> [What the task requires]: Repeat the records below exactly as they appear.

(Information provided begins)

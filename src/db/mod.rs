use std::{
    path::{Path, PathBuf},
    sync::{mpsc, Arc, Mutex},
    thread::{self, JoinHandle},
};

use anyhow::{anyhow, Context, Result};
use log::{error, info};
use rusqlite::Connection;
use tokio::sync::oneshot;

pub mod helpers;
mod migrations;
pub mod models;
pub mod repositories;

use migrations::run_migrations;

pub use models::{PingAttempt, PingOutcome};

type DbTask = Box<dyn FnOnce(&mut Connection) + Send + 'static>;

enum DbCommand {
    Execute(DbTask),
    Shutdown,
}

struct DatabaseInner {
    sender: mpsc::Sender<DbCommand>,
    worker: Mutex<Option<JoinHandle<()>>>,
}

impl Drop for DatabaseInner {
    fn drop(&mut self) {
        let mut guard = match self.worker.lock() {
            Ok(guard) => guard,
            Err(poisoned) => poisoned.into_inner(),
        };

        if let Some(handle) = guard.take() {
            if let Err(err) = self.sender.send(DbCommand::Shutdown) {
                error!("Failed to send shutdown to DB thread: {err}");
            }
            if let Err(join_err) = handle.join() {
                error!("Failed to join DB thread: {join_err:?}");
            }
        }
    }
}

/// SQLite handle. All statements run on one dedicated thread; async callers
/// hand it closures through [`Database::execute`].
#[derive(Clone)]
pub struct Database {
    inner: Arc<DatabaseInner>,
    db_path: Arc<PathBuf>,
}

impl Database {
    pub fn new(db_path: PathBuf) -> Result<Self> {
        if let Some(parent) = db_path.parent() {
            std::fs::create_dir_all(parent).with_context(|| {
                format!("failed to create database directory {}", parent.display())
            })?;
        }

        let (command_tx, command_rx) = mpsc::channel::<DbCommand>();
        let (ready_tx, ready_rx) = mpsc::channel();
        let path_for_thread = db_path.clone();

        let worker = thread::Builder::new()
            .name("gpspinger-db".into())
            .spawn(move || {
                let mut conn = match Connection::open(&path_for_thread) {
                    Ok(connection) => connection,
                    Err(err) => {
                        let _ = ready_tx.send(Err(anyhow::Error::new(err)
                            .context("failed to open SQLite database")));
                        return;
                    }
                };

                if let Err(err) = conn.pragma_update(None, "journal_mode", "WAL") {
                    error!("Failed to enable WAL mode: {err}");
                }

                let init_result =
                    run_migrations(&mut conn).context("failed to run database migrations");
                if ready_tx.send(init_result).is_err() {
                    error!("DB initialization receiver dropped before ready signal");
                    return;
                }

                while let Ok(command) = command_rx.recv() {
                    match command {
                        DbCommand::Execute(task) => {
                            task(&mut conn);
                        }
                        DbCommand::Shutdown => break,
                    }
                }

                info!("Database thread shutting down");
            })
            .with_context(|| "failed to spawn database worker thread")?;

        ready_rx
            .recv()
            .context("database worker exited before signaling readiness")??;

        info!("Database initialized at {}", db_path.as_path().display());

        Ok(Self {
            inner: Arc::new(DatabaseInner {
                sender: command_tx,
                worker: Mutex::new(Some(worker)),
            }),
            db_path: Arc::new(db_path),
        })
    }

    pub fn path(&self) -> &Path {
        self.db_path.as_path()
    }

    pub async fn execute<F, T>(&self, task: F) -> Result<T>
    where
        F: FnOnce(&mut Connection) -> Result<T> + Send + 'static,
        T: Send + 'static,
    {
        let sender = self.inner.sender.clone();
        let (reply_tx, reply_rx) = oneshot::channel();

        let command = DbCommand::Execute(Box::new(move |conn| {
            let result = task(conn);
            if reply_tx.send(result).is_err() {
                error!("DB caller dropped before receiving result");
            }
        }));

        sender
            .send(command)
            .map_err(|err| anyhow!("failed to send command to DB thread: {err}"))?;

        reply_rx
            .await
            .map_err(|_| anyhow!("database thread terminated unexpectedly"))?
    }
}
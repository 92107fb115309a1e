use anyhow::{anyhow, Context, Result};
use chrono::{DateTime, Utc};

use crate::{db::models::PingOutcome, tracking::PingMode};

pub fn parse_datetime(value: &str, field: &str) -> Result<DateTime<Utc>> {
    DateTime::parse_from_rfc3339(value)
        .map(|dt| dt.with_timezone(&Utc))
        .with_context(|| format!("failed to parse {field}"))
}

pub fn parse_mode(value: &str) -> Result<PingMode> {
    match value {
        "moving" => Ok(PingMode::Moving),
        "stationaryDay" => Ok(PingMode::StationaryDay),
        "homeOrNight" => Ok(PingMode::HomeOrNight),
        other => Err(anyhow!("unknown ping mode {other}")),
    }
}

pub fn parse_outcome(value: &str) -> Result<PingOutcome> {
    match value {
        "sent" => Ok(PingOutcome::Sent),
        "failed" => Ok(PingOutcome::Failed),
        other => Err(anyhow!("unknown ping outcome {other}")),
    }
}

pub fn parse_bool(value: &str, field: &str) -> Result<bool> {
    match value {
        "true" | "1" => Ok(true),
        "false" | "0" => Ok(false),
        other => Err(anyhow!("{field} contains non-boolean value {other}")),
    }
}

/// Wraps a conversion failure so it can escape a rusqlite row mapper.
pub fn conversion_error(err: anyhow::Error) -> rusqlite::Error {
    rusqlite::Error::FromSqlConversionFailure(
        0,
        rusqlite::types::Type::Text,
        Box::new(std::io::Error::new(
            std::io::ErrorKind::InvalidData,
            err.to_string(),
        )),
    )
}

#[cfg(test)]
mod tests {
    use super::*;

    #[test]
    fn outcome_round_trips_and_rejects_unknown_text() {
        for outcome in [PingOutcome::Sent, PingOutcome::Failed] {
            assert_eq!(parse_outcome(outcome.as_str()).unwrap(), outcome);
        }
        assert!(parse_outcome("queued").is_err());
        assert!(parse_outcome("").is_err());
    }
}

(Information provided ends)

> [Response to the exercise]:
filename src/db/mod.rs
use std::{
    path::{Path, PathBuf},
    sync::{mpsc, Arc, Mutex},
    thread::{self, JoinHandle},
};

use anyhow::{anyhow, Context, Result};
use log::{error, info};
use rusqlite::Connection;
use tokio::sync::oneshot;

pub mod helpers;
mod migrations;
pub mod models;
pub mod repositories;

use migrations::run_migrations;

pub use models::{PingAttempt, PingOutcome};

type DbTask = Box<dyn FnOnce(&mut Connection) + Send + 'static>;

enum DbCommand {
    Execute(DbTask),
    Shutdown,
}

struct DatabaseInner {
    sender: mpsc::Sender<DbCommand>,
    worker: Mutex<Option<JoinHandle<()>>>,
}

impl Drop for DatabaseInner {
    fn drop(&mut self) {
        let mut guard = match self.worker.lock() {
            Ok(guard) => guard,
            Err(poisoned) => poisoned.into_inner(),
        };

        if let Some(handle) = guard.take() {
            if let Err(err) = self.sender.send(DbCommand::Shutdown) {
                error!("Failed to send shutdown to DB thread: {err}");
            }
            if let Err(join_err) = handle.join() {
                error!("Failed to join DB thread: {join_err:?}");
            }
        }
    }
}

/// SQLite handle. All statements run on one dedicated thread; async callers
/// hand it closures through [`Database::execute`].
#[derive(Clone)]
pub struct Database {
    inner: Arc<DatabaseInner>,
    db_path: Arc<PathBuf>,
}

impl Database {
    pub fn new(db_path: PathBuf) -> Result<Self> {
        if let Some(parent) = db_path.parent() {
            std::fs::create_dir_all(parent).with_context(|| {
                format!("failed to create database directory {}", parent.display())
            })?;
        }

        let (command_tx, command_rx) = mpsc::channel::<DbCommand>();
        let (ready_tx, ready_rx) = mpsc::channel();
        let path_for_thread = db_path.clone();

        let worker = thread::Builder::new()
            .name("gpspinger-db".into())
            .spawn(move || {
                let mut conn = match Connection::open(&path_for_thread) {
                    Ok(connection) => connection,
                    Err(err) => {
                        let _ = ready_tx.send(Err(anyhow::Error::new(err)
                            .context("failed to open SQLite database")));
                        return;
                    }
                };

                if let Err(err) = conn.pragma_update(None, "journal_mode", "WAL") {
                    error!("Failed to enable WAL mode: {err}");
                }

                let init_result =
                    run_migrations(&mut conn).context("failed to run database migrations");
                if ready_tx.send(init_result).is_err() {
                    error!("DB initialization receiver dropped before ready signal");
                    return;
                }

                while let Ok(command) = command_rx.recv() {
                    match command {
                        DbCommand::Execute(task) => {
                            task(&mut conn);
                        }
                        DbCommand::Shutdown => break,
                    }
                }

                info!("Database thread shutting down");
            })
            .with_context(|| "failed to spawn database worker thread")?;

        ready_rx
            .recv()
            .context("database worker exited before signaling readiness")??;

        info!("Database initialized at {}", db_path.as_path().display());

        Ok(Self {
            inner: Arc::new(DatabaseInner {
                sender: command_tx,
                worker: Mutex::new(Some(worker)),
            }),
            db_path: Arc::new(db_path),
        })
    }

    pub fn path(&self) -> &Path {
        self.db_path.as_path()
    }

    pub async fn execute<F, T>(&self, task: F) -> Result<T>
    where
        F: FnOnce(&mut Connection) -> Result<T> + Send + 'static,
        T: Send + 'static,
    {
        let sender = self.inner.sender.clone();
        let (reply_tx, reply_rx) = oneshot::channel();

        let command = DbCommand::Execute(Box::new(move |conn| {
            let result = task(conn);
            if reply_tx.send(result).is_err() {
                error!("DB caller dropped before receiving result");
            }
        }));

        sender
            .send(command)
            .map_err(|err| anyhow!("failed to send command to DB thread: {err}"))?;

        reply_rx
            .await
            .map_err(|_| anyhow!("database thread terminated unexpectedly"))?
    }
}
repository 92107fb115309a1e
use anyhow::{anyhow, Context, Result};
use chrono::{DateTime, Utc};

use crate::{db::models::PingOutcome, tracking::PingMode};

pub fn parse_datetime(value: &str, field: &str) -> Result<DateTime<Utc>> {
    DateTime::parse_from_rfc3339(value)
        .map(|dt| dt.with_timezone(&Utc))
        .with_context(|| format!("failed to parse {field}"))
}

pub fn parse_mode(value: &str) -> Result<PingMode> {
    match value {
        "moving" => Ok(PingMode::Moving),
        "stationaryDay" => Ok(PingMode::StationaryDay),
        "homeOrNight" => Ok(PingMode::HomeOrNight),
        other => Err(anyhow!("unknown ping mode {other}")),
    }
}

pub fn parse_outcome(value: &str) -> Result<PingOutcome> {
    match value {
        "sent" => Ok(PingOutcome::Sent),
        "failed" => Ok(PingOutcome::Failed),
        other => Err(anyhow!("unknown ping outcome {other}")),
    }
}

pub fn parse_bool(value: &str, field: &str) -> Result<bool> {
    match value {
        "true" | "1" => Ok(true),
        "false" | "0" => Ok(false),
        other => Err(anyhow!("{field} contains non-boolean value {other}")),
    }
}

/// Wraps a conversion failure so it can escape a rusqlite row mapper.
pub fn conversion_error(err: anyhow::Error) -> rusqlite::Error {
    rusqlite::Error::FromSqlConversionFailure(
        0,
        rusqlite::types::Type::Text,
        Box::new(std::io::Error::new(
            std::io::ErrorKind::InvalidData,
            err.to_string(),
        )),
    )
}

#[cfg(test)]
mod tests {
    use super::*;

    #[test]
    fn outcome_round_trips_and_rejects_unknown_text() {
        for outcome in [PingOutcome::Sent, PingOutcome::Failed] {
            assert_eq!(parse_outcome(outcome.as_str()).unwrap(), outcome);
        }
        assert!(parse_outcome("queued").is_err());
        assert!(parse_outcome("").is_err());
    }
}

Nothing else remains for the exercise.